▼
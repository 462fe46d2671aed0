//! `stoke supervise <spec>`: owns one detached job until it exits.

use std::path::Path;

use anyhow::{Context as _, Result};
use tracing::{error, warn};

use stoke::domain::orchestrator::{self, JobSpec};

pub fn run(spec_path: &Path) -> Result<()> {
    let spec = JobSpec::load(spec_path)?;
    stoke::logging::init_supervisor(&spec.log_level, &spec.log_dir)?;

    let runtime = tokio::runtime::Runtime::new().context("building runtime")?;
    let result = runtime.block_on(orchestrator::supervise(&spec));

    if let Err(e) = std::fs::remove_file(spec_path) {
        warn!(path = %spec_path.display(), error = %e, "failed to remove job spec");
    }
    if let Err(e) = &result {
        error!(action = %spec.action, nodes = %spec.nodes.join(","), error = %e, "supervised job failed");
    }
    result?;
    Ok(())
}
//! Rendering of job logs for `stoke view`.
//!
//! Jobs mark each provisioning command with a `PROFILE_COMMAND <name>: <header>`
//! line; the lines that follow are task records of the form
//! `time - playbook - task - action - category - data`.

use std::path::{Path, PathBuf};

use super::node::NodeStatus;

const SUCCESS: &[&str] = &["ok", "changed", "rescued"];
const FAILURE: &[&str] = &["failed", "fatal", "unreachable"];
const MARKER: &str = "PROFILE_COMMAND";

/// One `time - playbook - task - action - category - data` record.
#[derive(Debug, Clone, PartialEq, Eq)]
pub struct TaskRecord<'a> {
    pub time: &'a str,
    pub playbook: &'a str,
    pub task: &'a str,
    pub action: &'a str,
    pub category: &'a str,
    pub data: &'a str,
}

impl<'a> TaskRecord<'a> {
    pub fn parse(line: &'a str) -> Option<Self> {
        let mut parts = line.splitn(6, " - ");
        Some(Self {
            time: parts.next()?,
            playbook: parts.next()?,
            task: parts.next()?,
            action: parts.next()?,
            category: parts.next()?,
            data: parts.next().unwrap_or_default(),
        })
    }
}

/// Most recent `<log_dir>/<name>-<action>-<ts>.log` for a node.
pub fn latest_log(log_dir: &Path, name: &str) -> std::io::Result<Option<PathBuf>> {
    let prefix = format!("{name}-");
    let mut newest: Option<(i64, PathBuf)> = None;
    for entry in std::fs::read_dir(log_dir)?.flatten() {
        let file_name = entry.file_name();
        let Some(rest) = file_name
            .to_str()
            .and_then(|f| f.strip_prefix(&prefix))
            .and_then(|f| f.strip_suffix(".log"))
        else {
            continue;
        };
        // `<action>-<ts>`; the action itself contains no dash
        let Some((action, stamp)) = rest.split_once('-') else {
            continue;
        };
        let Ok(stamp) = stamp.parse::<i64>() else {
            continue;
        };
        if action.is_empty() {
            continue;
        }
        if newest.as_ref().map_or(true, |(best, _)| stamp > *best) {
            newest = Some((stamp, entry.path()));
        }
    }
    Ok(newest.map(|(_, path)| path))
}

/// Render every command section of `log`, followed by the node's status.
pub fn render(log: &str, status: NodeStatus, raw: bool) -> String {
    let mut out = String::new();
    for section in sections(log) {
        out.push_str(&render_section(section, status, raw));
        out.push('\n');
    }
    out
}

fn sections(log: &str) -> Vec<&str> {
    let starts: Vec<usize> = log.match_indices(MARKER).map(|(i, _)| i).collect();
    starts
        .iter()
        .enumerate()
        .map(|(n, &start)| {
            let end = starts.get(n + 1).copied().unwrap_or(log.len());
            &log[start..end]
        })
        .collect()
}

fn render_section(section: &str, status: NodeStatus, raw: bool) -> String {
    let mut lines = section.lines();
    let first = lines.next().unwrap_or_default();
    let after_marker = first.strip_prefix(MARKER).unwrap_or(first).trim_start();
    let name = after_marker.split(':').next().unwrap_or_default();
    let header = match after_marker.rfind(": ") {
        Some(i) => &after_marker[i + 2..],
        None => after_marker,
    };

    let mut progress = String::new();
    for line in lines {
        if raw {
            progress.push_str(line);
            progress.push('\n');
            continue;
        }
        if line.trim().is_empty() {
            continue;
        }
        let Some(record) = TaskRecord::parse(line) else {
            continue;
        };
        let category = record.category.to_lowercase();
        if SUCCESS.contains(&category.as_str()) {
            progress.push_str(&format!("   \u{2705} {}\n", record.task));
        } else if FAILURE.contains(&category.as_str()) {
            progress.push_str(&format!("   \u{274c} {}\n", record.task));
        }
    }

    format!(
        "Command:\n    {name}\n\nRunning:\n    {header}\n\nProgress:\n{}\n\nStatus:\n    {}\n",
        progress.trim_end_matches('\n'),
        status.as_str().to_uppercase()
    )
}

#[cfg(test)]
mod tests {
    use super::*;

    const LOG: &str = "\
PROFILE_COMMAND base: Running base playbook
2024-01-01 - base.yml - Install packages - yum - OK - {}
2024-01-01 - base.yml - Skip me - debug - skipped - {}
2024-01-01 - base.yml - Configure - template - changed - a - b
PROFILE_COMMAND slurm: Running slurm playbook: compute
2024-01-01 - slurm.yml - Start daemon - service - FATAL - {}
";

    #[test]
    fn parses_records_keeping_dashes_in_data() {
        let record = TaskRecord::parse("t - p - Configure - template - changed - a - b").unwrap();
        assert_eq!(record.task, "Configure");
        assert_eq!(record.category, "changed");
        assert_eq!(record.data, "a - b");
        assert!(TaskRecord::parse("not a record").is_none());
    }

    #[test]
    fn renders_sections_with_task_marks() {
        let out = render(LOG, NodeStatus::Failed, false);
        assert_eq!(
            out,
            "Command:\n    base\n\nRunning:\n    Running base playbook\n\nProgress:\n   \u{2705} Install packages\n   \u{2705} Configure\n\nStatus:\n    FAILED\n\n\
Command:\n    slurm\n\nRunning:\n    compute\n\nProgress:\n   \u{274c} Start daemon\n\nStatus:\n    FAILED\n\n"
        );
    }

    #[test]
    fn raw_keeps_section_bodies() {
        let out = render(LOG, NodeStatus::Complete, true);
        assert!(out.contains("Progress:\n2024-01-01 - base.yml - Install packages - yum - OK - {}\n"));
        assert!(out.contains("    COMPLETE"));
        assert!(!out.contains('\u{2705}'));
    }

    #[test]
    fn picks_newest_log_for_node() {
        let dir = tempfile::tempdir().unwrap();
        for name in ["n1-apply-100.log", "n1-remove-200.log", "n10-apply-300.log", "n1-notes.txt"] {
            std::fs::write(dir.path().join(name), "").unwrap();
        }
        let latest = latest_log(dir.path(), "n1").unwrap().unwrap();
        assert!(latest.ends_with("n1-remove-200.log"));
        assert_eq!(latest_log(dir.path(), "n2").unwrap(), None);
    }
}
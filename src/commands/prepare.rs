//! `stoke prepare <type>`: one-time preparation of a cluster type.

use anyhow::{bail, Result};
use colored::Colorize;

use super::Context;

pub fn run(ctx: &Context, type_key: &str) -> Result<()> {
    let mut cluster_type = ctx.types.require(type_key)?.clone();
    println!(
        "{} Preparing {} ({})",
        ">>".blue().bold(),
        cluster_type.name.bold(),
        cluster_type.id
    );

    let runtime = tokio::runtime::Runtime::new()?;
    let outcome = runtime.block_on(cluster_type.prepare(&ctx.settings.log_dir))?;

    if outcome.exit_code != 0 {
        bail!(
            "Preparation of {} failed with exit code {}; see {}",
            cluster_type.name,
            outcome.exit_code,
            outcome.log.display()
        );
    }
    println!("{} {} is prepared", "ok".green().bold(), cluster_type.name);
    Ok(())
}
pub mod configure;
pub mod deploy;
pub mod list;
pub mod prepare;
pub mod supervise;
pub mod types;
pub mod view;

use std::path::Path;
use std::sync::Arc;

use anyhow::Result;

use stoke::config::{self, Settings};
use stoke::domain::cluster_type::{ClusterType, TypeRegistry};
use stoke::domain::node_registry::NodeRegistry;
use stoke::store::{self, AnswerStore};
use stoke::Error;

/// Settings plus the stores every command works against.
pub struct Context {
    pub settings: Settings,
    pub types: TypeRegistry,
    pub answers: AnswerStore,
    pub registry: Arc<NodeRegistry>,
}

impl Context {
    pub fn load(config_path: Option<&Path>) -> Result<Self> {
        let settings = config::load(config_path)?;
        stoke::logging::init_cli(&settings.log_level);
        let types = TypeRegistry::discover(&settings.type_paths)?;
        Ok(Self {
            answers: AnswerStore::new(&settings.answers_dir),
            registry: Arc::new(NodeRegistry::new(settings.nodes_file())),
            types,
            settings,
        })
    }

    pub fn selected_id(&self) -> Result<Option<String>> {
        Ok(store::selected_type(&self.settings.selection_file())?)
    }

    /// The cluster type chosen by the last `configure`.
    pub fn selected_type(&self) -> Result<&ClusterType> {
        let id = self.selected_id()?.ok_or(Error::NotConfigured)?;
        Ok(self.types.require(&id)?)
    }
}
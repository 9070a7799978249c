pub mod analyze;
pub mod convert;
pub mod download;
pub mod process;
pub mod segment;
pub mod task;
pub mod transcribe;

#[cfg(test)]
pub(crate) mod testing;

use crate::config::PipelineConfig;
use crate::episode::{CatalogEntry, Episode, StageKind};
use crate::error::{ErrorKind, Result};
use crate::store::ArtifactStore;
use chrono::{DateTime, Utc};
use serde::Serialize;
use std::path::Path;
use std::sync::Arc;
use std::time::Duration;
use tokio::sync::{mpsc, Mutex};
use tokio_util::sync::CancellationToken;
use tracing::Instrument;

use analyze::CitationExtractor;
use convert::{AudioConverter, FfmpegConverter};
use download::{Downloader, HttpDownloader};
use segment::{Segmenter, SoxSegmenter};
use task::{EpisodeOutcome, EpisodeTask, TaskContext, TaskState};
use transcribe::{Recognizer, WhisperCliRecognizer};

/// The external capabilities every stage is built from.
pub struct Collaborators {
    pub downloader: Arc<dyn Downloader>,
    pub converter: Arc<dyn AudioConverter>,
    pub segmenter: Arc<dyn Segmenter>,
    pub recognizer: Arc<dyn Recognizer>,
    pub extractor: CitationExtractor,
}

impl Collaborators {
    /// Production wiring: reqwest, ffmpeg, sox and whisper-cli.
    pub fn from_config(config: &PipelineConfig) -> Result<Self> {
        let tools = &config.tools;
        Ok(Self {
            downloader: Arc::new(HttpDownloader::new(&config.download)?),
            converter: Arc::new(FfmpegConverter::new(&tools.ffmpeg)),
            segmenter: Arc::new(SoxSegmenter::new(&tools.sox, &config.segmentation)),
            recognizer: Arc::new(WhisperCliRecognizer::new(
                &tools.whisper_cli,
                &tools.whisper_model,
                tools.language.clone(),
            )?),
            extractor: CitationExtractor::new(config.citation_regex()?),
        })
    }
}

#[derive(Debug, Clone)]
pub struct RunOptions {
    pub concurrency: usize,
    pub task_timeout: Duration,
    pub keep_audio: bool,
}

impl RunOptions {
    pub fn from_config(config: &PipelineConfig) -> Self {
        Self {
            concurrency: config.worker_count(),
            task_timeout: config.task_timeout(),
            keep_audio: config.keep_audio,
        }
    }
}

/// Catalog entries after skipping `skip` and keeping at most `limit`.
pub fn select_range(catalog: Vec<CatalogEntry>, skip: usize, limit: Option<usize>) -> Vec<CatalogEntry> {
    catalog
        .into_iter()
        .skip(skip)
        .take(limit.unwrap_or(usize::MAX))
        .collect()
}

/// Bounded worker pool over episode tasks.
///
/// W workers pull from one job queue. Each task runs in its own spawned
/// future so a panic is contained to that episode, and each one gets its own
/// deadline when a worker picks it up.
pub struct PipelineOrchestrator {
    store: Arc<ArtifactStore>,
    collaborators: Arc<Collaborators>,
    options: RunOptions,
}

impl PipelineOrchestrator {
    pub fn new(store: Arc<ArtifactStore>, collaborators: Arc<Collaborators>, options: RunOptions) -> Self {
        Self {
            store,
            collaborators,
            options,
        }
    }

    /// Process every catalog entry exactly once and report what happened.
    ///
    /// Individual episode failures never fail the run. Cancelling `cancel`
    /// stops tasks at their next await point; queued tasks still report,
    /// as cancelled.
    pub async fn run(&self, catalog: Vec<CatalogEntry>, cancel: CancellationToken) -> Result<RunSummary> {
        self.store.ensure_root()?;
        let mut summary = RunSummary::start(catalog.len());
        if catalog.is_empty() {
            log::info!("Nothing to process");
            return Ok(summary.finish());
        }

        let workers = self.options.concurrency.clamp(1, catalog.len());
        log::info!(
            "Processing {} episodes with {} workers (timeout {:?} per episode)",
            catalog.len(),
            workers,
            self.options.task_timeout
        );

        let (job_tx, job_rx) = mpsc::channel::<EpisodeTask>(catalog.len());
        let job_rx = Arc::new(Mutex::new(job_rx));
        let (result_tx, mut result_rx) = mpsc::channel::<EpisodeOutcome>(workers);

        let mut handles = Vec::with_capacity(workers);
        for worker_id in 0..workers {
            handles.push(tokio::spawn(worker_loop(
                worker_id,
                job_rx.clone(),
                result_tx.clone(),
                self.options.task_timeout,
                cancel.clone(),
            )));
        }
        drop(result_tx);

        for entry in catalog {
            let task = EpisodeTask::new(
                Episode::from(entry),
                self.store.clone(),
                self.collaborators.clone(),
                self.options.keep_audio,
            );
            if job_tx.send(task).await.is_err() {
                log::error!("All workers stopped before the catalog was queued");
                break;
            }
        }
        drop(job_tx);

        while let Some(outcome) = result_rx.recv().await {
            summary.record(&outcome);
        }
        for handle in handles {
            if let Err(e) = handle.await {
                log::error!("Worker terminated abnormally: {}", e);
            }
        }

        Ok(summary.finish())
    }
}

async fn worker_loop(
    worker_id: usize,
    jobs: Arc<Mutex<mpsc::Receiver<EpisodeTask>>>,
    results: mpsc::Sender<EpisodeOutcome>,
    task_timeout: Duration,
    cancel: CancellationToken,
) {
    log::debug!("Worker {} started", worker_id);
    loop {
        let next = jobs.lock().await.recv().await;
        let Some(task) = next else { break };

        let episode = task.episode().clone();
        let number = episode.number;
        let ctx = TaskContext::new(task_timeout, cancel.child_token());
        let span = tracing::info_span!("episode", number, worker = worker_id);

        let outcome = match tokio::spawn(task.run(ctx).instrument(span)).await {
            Ok(outcome) => outcome,
            Err(e) => {
                log::error!("Episode {} aborted: {}", number, e);
                EpisodeOutcome::aborted(episode, e.to_string())
            }
        };

        if results.send(outcome).await.is_err() {
            break;
        }
    }
    log::debug!("Worker {} finished", worker_id);
}

#[derive(Debug, Clone, Serialize)]
pub struct EpisodeFailure {
    pub episode: u32,
    pub kind: ErrorKind,
    pub stage: Option<StageKind>,
    pub message: String,
}

/// End-of-run report, also written as JSON next to the cache.
#[derive(Debug, Clone, Serialize)]
pub struct RunSummary {
    pub started_at: DateTime<Utc>,
    pub finished_at: Option<DateTime<Utc>>,
    pub dispatched: usize,
    pub succeeded: usize,
    /// Episodes that were already fully processed before this run
    pub already_complete: usize,
    pub stages_executed: usize,
    pub failures: Vec<EpisodeFailure>,
}

impl RunSummary {
    pub fn start(dispatched: usize) -> Self {
        Self {
            started_at: Utc::now(),
            finished_at: None,
            dispatched,
            succeeded: 0,
            already_complete: 0,
            stages_executed: 0,
            failures: Vec::new(),
        }
    }

    pub fn record(&mut self, outcome: &EpisodeOutcome) {
        self.stages_executed += outcome.executed.len();
        if outcome.state == TaskState::Done {
            self.succeeded += 1;
            if outcome.executed.is_empty() {
                self.already_complete += 1;
            }
            log::debug!("Episode {} done in {:?}", outcome.number(), outcome.elapsed);
            return;
        }

        let (kind, message) = match &outcome.error {
            Some(e) => (e.kind(), e.to_string()),
            None => (ErrorKind::Aborted, format!("ended in state {}", outcome.state)),
        };
        self.failures.push(EpisodeFailure {
            episode: outcome.number(),
            kind,
            stage: outcome.failed_stage,
            message,
        });
    }

    pub fn finish(mut self) -> Self {
        self.failures.sort_by_key(|f| f.episode);
        self.finished_at = Some(Utc::now());
        self
    }

    pub fn processed(&self) -> usize {
        self.succeeded + self.failures.len()
    }

    pub fn is_clean(&self) -> bool {
        self.failures.is_empty()
    }

    pub fn log_report(&self) {
        log::info!(
            "Run finished: {} of {} episodes done ({} already complete), {} failed, {} stages executed",
            self.succeeded,
            self.dispatched,
            self.already_complete,
            self.failures.len(),
            self.stages_executed
        );
        for failure in &self.failures {
            match failure.stage {
                Some(stage) => log::warn!(
                    "Episode {} failed at {} ({}): {}",
                    failure.episode,
                    stage,
                    failure.kind,
                    failure.message
                ),
                None => log::warn!(
                    "Episode {} failed ({}): {}",
                    failure.episode,
                    failure.kind,
                    failure.message
                ),
            }
        }
    }

    pub fn write_json(&self, path: &Path) -> Result<()> {
        let json = serde_json::to_string_pretty(self)?;
        std::fs::write(path, json)?;
        log::debug!("Run summary written to {:?}", path);
        Ok(())
    }
}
▲
## Task instructions
When the string "usize" appears in a line of the records above, that line is to be copied.

## Answer to the exercise
    let starts: Vec<usize> = log.match_indices(MARKER).map(|(i, _)| i).collect();
    pub concurrency: usize,
pub fn select_range(catalog: Vec<CatalogEntry>, skip: usize, limit: Option<usize>) -> Vec<CatalogEntry> {
        .take(limit.unwrap_or(usize::MAX))
    worker_id: usize,
    pub dispatched: usize,
    pub succeeded: usize,
    pub already_complete: usize,
    pub stages_executed: usize,
    pub fn start(dispatched: usize) -> Self {
    pub fn processed(&self) -> usize {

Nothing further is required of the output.